Category Archives: Uncategorized

GitHub — or how to re-centralize a DVCS

What are the most important advantages of git? I think one which should come out pretty early is that it is «distributed», or «decentralized». This simply means that the actual, complete repository moves along with the project. At some point, you could think: where it is hosted shouldn’t matter that much.

Although git doesn’t facilitate working completely without centralized server (because you need to find updates somewhere), it should be pretty clear that the repository content should be independent of the hosting service. In other words, hosting service should serve the repository, not enforce its contents.

I think all the madness started on Google Code project hosting. There, the project wikis were hosted as a subdirectory to svnroot (e.g. in gecko-mediaplayer sources). I’m not sure if I can say «it is wrong». On one hand, it’s bad to keep completely separate codebases in the same repository. On the other, the design of subversion is simply pure madness, and so everything in the repository follows it…

On the other hand, Google got git correctly. When a particular project decides to use git there, it gets three separate repositories (look at pkgcore sources for an example).

GitHub got wikis right as well. But GitHub Pages… They actually misuse branches in a horrible, messy way. Just look how to create project pages manually — they tell you to create an «orphan» branch!

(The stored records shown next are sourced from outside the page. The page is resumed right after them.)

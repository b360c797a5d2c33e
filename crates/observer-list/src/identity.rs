#![forbid(unsafe_code)]

//! Identity tokens for keys and equality rules for observers.
//!
//! Keys are compared by the address of their shared allocation, captured once
//! when an entry is created and stored next to the weak handle. The token stays
//! usable after the handle stops resolving, so a dead entry can still be found
//! and removed until a traversal prunes it.
//!
//! Observers are compared through [`ObserverIdentity`]. Reference-counted
//! observers compare by pointer; plain values opt into value equality by being
//! wrapped in [`ByValue`].
//!
//! # Invariants
//!
//! 1. Two live `Rc`/`Arc` handles share an [`ObjectId`] iff they point to the
//!    same allocation (pointer metadata is ignored for trait objects).
//! 2. An allocation referenced by a `Weak` is never freed, so its address cannot
//!    be handed to a new object while the registry still holds the entry.

use std::fmt;
use std::ops::{Deref, DerefMut};
use std::rc::{self, Rc};
use std::sync::{self, Arc};

/// Address-derived identity of a shared object.
#[derive(Debug, Clone, Copy, PartialEq, Eq, PartialOrd, Ord, Hash)]
pub struct ObjectId(usize);

impl ObjectId {
    /// Wrap a caller-supplied token (an arena index, a handle id, ...).
    #[must_use]
    pub const fn from_raw(raw: usize) -> Self {
        Self(raw)
    }

    /// Raw token value.
    #[must_use]
    pub const fn as_raw(self) -> usize {
        self.0
    }

    /// Identity of the allocation behind an `Rc`.
    #[must_use]
    pub fn of_rc<T: ?Sized>(value: &Rc<T>) -> Self {
        Self::of_ptr(Rc::as_ptr(value))
    }

    /// Identity of the allocation behind an `Arc`.
    #[must_use]
    pub fn of_arc<T: ?Sized>(value: &Arc<T>) -> Self {
        Self::of_ptr(Arc::as_ptr(value))
    }

    #[inline]
    fn of_ptr<T: ?Sized>(ptr: *const T) -> Self {
        Self(ptr.cast::<()>() as usize)
    }
}

impl fmt::Display for ObjectId {
    fn fmt(&self, f: &mut fmt::Formatter<'_>) -> fmt::Result {
        write!(f, "{:#x}", self.0)
    }
}

/// Equality rule used when deduplicating or removing observers.
pub trait ObserverIdentity {
    /// `true` when `self` and `other` denote the same observer.
    fn same_observer(&self, other: &Self) -> bool;
}

impl<T: ?Sized> ObserverIdentity for Rc<T> {
    #[inline]
    fn same_observer(&self, other: &Self) -> bool {
        std::ptr::addr_eq(Rc::as_ptr(self), Rc::as_ptr(other))
    }
}

impl<T: ?Sized> ObserverIdentity for Arc<T> {
    #[inline]
    fn same_observer(&self, other: &Self) -> bool {
        std::ptr::addr_eq(Arc::as_ptr(self), Arc::as_ptr(other))
    }
}

impl<T: ?Sized> ObserverIdentity for rc::Weak<T> {
    #[inline]
    fn same_observer(&self, other: &Self) -> bool {
        rc::Weak::ptr_eq(self, other)
    }
}

impl<T: ?Sized> ObserverIdentity for sync::Weak<T> {
    #[inline]
    fn same_observer(&self, other: &Self) -> bool {
        sync::Weak::ptr_eq(self, other)
    }
}

/// Observer compared by value (`PartialEq`) instead of by pointer.
#[derive(Debug, Clone, Copy, Default, PartialEq, Eq, Hash)]
pub struct ByValue<T>(pub T);

impl<T> ByValue<T> {
    /// Unwrap the inner value.
    #[must_use]
    pub fn into_inner(self) -> T {
        self.0
    }
}

impl<T: PartialEq> ObserverIdentity for ByValue<T> {
    #[inline]
    fn same_observer(&self, other: &Self) -> bool {
        self.0 == other.0
    }
}

impl<T> From<T> for ByValue<T> {
    fn from(value: T) -> Self {
        Self(value)
    }
}

impl<T> Deref for ByValue<T> {
    type Target = T;

    fn deref(&self) -> &T {
        &self.0
    }
}

impl<T> DerefMut for ByValue<T> {
    fn deref_mut(&mut self) -> &mut T {
        &mut self.0
    }
}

In other words, they tell you to create two repositories in a single repository. Two independent histories. Complete madness! And whether you want it or not, you pull them with every single clone you do. Yes, that could be some kind of advantage but nevertheless it has nothing to do with the source code.

There’s also this old, ignored issue that they encourage you to rename your README file to their invented suffix just to have it rendered correctly. Once again, hosting services enforces the layout of your repository. And I get really angry getting all those README.md.bz2 in my docdir. This is all against the purpose of markup…

Shortly saying, the sole purpose of markup formats like Markdown, reStructuredText, asciidoc is to provide a complete markup on top of plain text. The text which sould be still completely usable for any regular text viewer. And this means that their naming should also follow the common text file naming rules, which means either uppercase names in *nix or .txt suffix in Windows. No custom .md, and certainly not .asciidoc!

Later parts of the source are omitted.